How we spent 10 years wasting Jade Goody's cancer screening legacy

Like so many others, I remember Jade Goody’s death like it was yesterday. At the start of her eight years in the public eye, we watched the Big Brother star pop up loud, brash and unabashed on our screens. She won over the nation, then appalled the nation again on Celebrity Big Brother. We watched her reform – and then came the shock of her death from cervical cancer at just 27.

Unlike many of the careers of the reality television regulars we’d come to nurture in Britain at the time, Goody seemed to redefine what the trajectory of an occupation like hers could look like – eventually using it for meaningful change as well as entertainment.

But what I remember most about her was the impact she left behind. The “Jade Goody effect”.

I was 16 when Goody died; 15 when her diagnosis was first reported to the public. And I had honestly never thought about cervical cancer until then. I didn’t know what it was. I didn’t know how to prevent it. And I certainly did not care about it.

Cancers were restricted to the breast, testicles, lungs, brain and bones in my mind at that time. I’m sure it was the same among other teenagers up and down the country. But, as I’ve written in the past, it was the exposure (through Goody’s story) to preventative measures such as cervical cancer screenings, that forced me to take my gynaecological health seriously.

The Jade Goody effect was a boon for a field that had seen the number of people under 35 going for cervical smear tests decline steadily from the late Nineties. At the time of Goody’s death, the number of 25- to 29-year-olds going for screenings had fallen from 79 per cent in 1998 to 66 per cent in 2008. Between the time of her diagnosis to the months following her death, over 400,000 additional women had gone for cervical cancer tests.
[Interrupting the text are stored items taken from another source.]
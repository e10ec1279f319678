use bytes::Bytes;
use serde::{Deserialize, Serialize};

/// Encoding of a captured payload. Only used to pick file extensions and
/// content types; payload bytes are never decoded.
#[derive(Debug, Clone, Copy, PartialEq, Eq, Default, Deserialize, Serialize)]
#[serde(rename_all = "snake_case")]
pub enum FrameFormat {
    #[default]
    Jpeg,
    Png,
    Ppm,
}

impl FrameFormat {
    pub fn extension(self) -> &'static str {
        match self {
            FrameFormat::Jpeg => "jpg",
            FrameFormat::Png => "png",
            FrameFormat::Ppm => "ppm",
        }
    }

    pub fn content_type(self) -> &'static str {
        match self {
            FrameFormat::Jpeg => "image/jpeg",
            FrameFormat::Png => "image/png",
            FrameFormat::Ppm => "image/x-portable-pixmap",
        }
    }
}

/// A captured frame. Cloning only bumps the payload refcount.
#[derive(Debug, Clone, PartialEq, Eq)]
pub struct Frame {
    /// Capture time, seconds since the Unix epoch.
    pub timestamp: i64,
    pub format: FrameFormat,
    pub payload: Bytes,
}

impl Frame {
    pub fn new(timestamp: i64, format: FrameFormat, payload: impl Into<Bytes>) -> Self {
        Self {
            timestamp,
            format,
            payload: payload.into(),
        }
    }

    /// `<timestamp>.<ext>`, the name used by every store and publisher.
    pub fn file_name(&self) -> String {
        format!("{}.{}", self.timestamp, self.format.extension())
    }

    pub fn len(&self) -> usize {
        self.payload.len()
    }

    pub fn is_empty(&self) -> bool {
        self.payload.is_empty()
    }
}
use std::path::PathBuf;

use async_trait::async_trait;
use bytes::Bytes;

use crate::core::timestamp::unix_now;
use crate::core::{CaptureError, Frame, FrameFormat};
use crate::producers::CaptureSource;

/// Re-reads a still image from disk on every capture, stamping it with the
/// current time. Picks up replacements of the file between ticks.
pub struct FileCapture {
    name: String,
    path: PathBuf,
    format: FrameFormat,
    last_len: Option<usize>,
}

impl FileCapture {
    pub fn new(path: PathBuf, format: FrameFormat) -> Self {
        Self {
            name: format!("file:{}", path.display()),
            path,
            format,
            last_len: None,
        }
    }
}

#[async_trait]
impl CaptureSource for FileCapture {
    fn name(&self) -> &str {
        &self.name
    }

    async fn capture_frame(&mut self) -> Result<Frame, CaptureError> {
        let data = tokio::fs::read(&self.path).await.map_err(|e| {
            CaptureError::with_context(format!("reading {}", self.path.display()), e)
        })?;

        if data.is_empty() {
            return Err(CaptureError::EmptyFrame {
                source_name: self.name.clone(),
            });
        }

        if self.last_len != Some(data.len()) {
            log::debug!("[capture] {} now {} bytes", self.name, data.len());
            self.last_len = Some(data.len());
        }

        Ok(Frame::new(unix_now(), self.format, Bytes::from(data)))
    }
}

#[cfg(test)]
mod tests {
    use super::*;

    #[tokio::test]
    async fn reads_file_contents() {
        let dir = tempfile::tempdir().unwrap();
        let path = dir.path().join("still.jpg");
        std::fs::write(&path, b"jpeg-data").unwrap();

        let mut capture = FileCapture::new(path, FrameFormat::Jpeg);
        let frame = capture.capture_frame().await.unwrap();
        assert_eq!(frame.payload.as_ref(), b"jpeg-data");
    }

    #[tokio::test]
    async fn missing_file_fails() {
        let dir = tempfile::tempdir().unwrap();
        let mut capture = FileCapture::new(dir.path().join("absent.jpg"), FrameFormat::Jpeg);
        assert!(capture.capture_frame().await.is_err());
    }
}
The numbers were encouraging at the time. But the hard part was to sustain them. A bill was introduced to reduce the screening age from 25 to 20 in the UK, a move that Goody herself campaigned for in the months leading up to her death. At the time, the then opposition whip, Brooks Newmark, noted there was no guarantee that the Goody effect would last without government action. And he was right.

But the bill did not pass. We now know screenings are not necessarily suited to under-25s. The political momentum was lost.

So where did things go wrong?

Some health experts blamed complacency over cervical cancer risks through the HPV vaccine programme introduced in 2008, but perhaps more important was the government’s failure to seize the opportunity to transform a celebrity-driven health story into a sustainable nationwide campaign. We seemed to put the importance of gynaecological awareness on the back burner.

The Journal of Medical Screening remarked in 2012 that the “effect of celebrity-based publicity” when it came to cervical cancer “appeared short-lived”. By the time 2013 had rolled around, cervical cancer screenings had hit a 10-year-low, according to Jo’s Cervical Cancer Trust.

And now, things are even worse. The most recent data has shown uptake has plummeted to a 20-year low: last year, across all age groups, 71 per cent of women attended screenings, a rate not seen since 1997.

Thomas Ind, a consultant gynaecological surgeon who treated Goody, also believes that a “message and outreach problem” is to blame. He suggests that it may take another celebrity sharing their story for things to change once again. Speaking to The Guardian last year, he said: “I have had similarly [high-profile] patients with abnormal smears. We just need an ambassador.”

Public Health England’s “Cervical Screening Saves Lives” programme was launched in early March to boost attendance by demystifying the process. It looks like a step in the right direction but its timing has come under fire, as it coincides with a number of planned hospital laboratory closures, meaning some will have to wait months before getting their results back.

Whether the scheme will be able to contend with years of neglect, and get those numbers up again, is another story. There is an entirely new generation of people to teach, and even more who may not have been impacted by the “Jade Goody effect” in the first place.

There is no excuse for continually failing to take gynaecological health seriously. With two people a day already dying from cervical cancer in England, and 2,900 diagnosed each year, lives are quite literally at risk. Goody’s story was an extraordinary influence on my generation and is a huge part of why she lives on in our memories. But it’s time we understood that concerted, consistent action is required to make sure her legacy doesn’t simply fade away.